We are all trying our best to deal with the COVID-19 pandemic crisis, be it from governments seeking to protect public health and livelihoods, to key workers trying to ensure essential services are maintained, to many of us trying to maintain social distancing and self-isolating as individuals and for our families. But in the immediacy of responding to the crisis, adults can focus on protection and overlook the part children can and do play in the fightback to the crisis.

Why does it matter?

In emergency contexts, it is easy to concentrate solely on children’s physical protection, and overlook the importance of emotional and social protection, which is critical both during times of emergencies and in post-emergency situations.
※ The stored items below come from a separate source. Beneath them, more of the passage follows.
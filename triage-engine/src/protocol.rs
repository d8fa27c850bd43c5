use serde::{Deserialize, Serialize};

// ── JSON-RPC 2.0 error codes ──────────────────────────────────────────────

pub const PARSE_ERROR: i32 = -32700;
pub const METHOD_NOT_FOUND: i32 = -32601;
pub const INVALID_PARAMS: i32 = -32602;
pub const INTERNAL_ERROR: i32 = -32603;

// ── JSON-RPC 2.0 framing ──────────────────────────────────────────────────

/// Incoming JSON-RPC message. We only receive requests from the shell,
/// but the serde structure tolerates responses too.
#[derive(Debug, Deserialize)]
pub struct JsonRpcIncoming {
    #[allow(dead_code)]
    pub jsonrpc: String,
    pub id: Option<u64>,
    pub method: Option<String>,
    pub params: Option<serde_json::Value>,
}

#[derive(Debug, Serialize)]
pub struct JsonRpcResponse {
    pub jsonrpc: &'static str,
    pub id: u64,
    #[serde(skip_serializing_if = "Option::is_none")]
    pub result: Option<serde_json::Value>,
    #[serde(skip_serializing_if = "Option::is_none")]
    pub error: Option<JsonRpcError>,
}

#[derive(Debug, Serialize)]
pub struct JsonRpcError {
    pub code: i32,
    pub message: String,
    #[serde(skip_serializing_if = "Option::is_none")]
    pub data: Option<serde_json::Value>,
}

// ── Resolver methods (camelCase on the wire) ──────────────────────────────

/// Params for `resolver/query` — the query object the shell submits.
#[derive(Debug, Deserialize)]
#[serde(rename_all = "camelCase")]
pub struct QueryParams {
    pub question: String,
    #[serde(default)]
    pub model_type: Option<String>,
    #[serde(default)]
    pub sw_version: Option<String>,
    #[serde(default)]
    pub components: Option<Vec<String>>,
    #[serde(default)]
    pub country: Option<String>,
    #[serde(default)]
    pub k: Option<usize>,
}

/// Result of `resolver/query`: the formatted answer, opaque to the shell.
#[derive(Debug, Serialize)]
pub struct QueryResult {
    pub answer: String,
}

#[derive(Debug, Serialize)]
#[serde(rename_all = "camelCase")]
pub struct InitializeResult {
    pub protocol_version: u32,
    pub server_info: ServerInfo,
    pub index: IndexInfo,
}

#[derive(Debug, Serialize)]
pub struct ServerInfo {
    pub name: String,
    pub version: String,
}

#[derive(Debug, Serialize)]
#[serde(rename_all = "camelCase")]
pub struct IndexInfo {
    pub cases: usize,
    pub state: String,
}

#[derive(Debug, Serialize)]
#[serde(rename_all = "camelCase")]
pub struct StatusResult {
    pub state: String,
    pub cases: usize,
    pub embedding_model: String,
    pub generation_model: String,
    pub locale: String,
}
It is also easy to ignore children’s participation rights – rights to have information, to provide information, to have their views considered and enacted in decisions that affect them. The University of Edinburgh’s Childhood and Youth Studies Research Group works on a project in parthership with the International and Canadian Children’s Rights Partnership (ICCRP).  This project often works in sites of immediate and ongoing fragility. The project demonstrates that not involving children leads to poorer decision-making and thus poorer outcomes for both children and their communities.

The partnership  of the Childhood and Youth Studies Research Group and ICCRP  works with children and young people, civic society and government stakeholders and academic institutions in Brazil, Canada, China, South Africa and the UK on children’s human rights in situations of international child protection.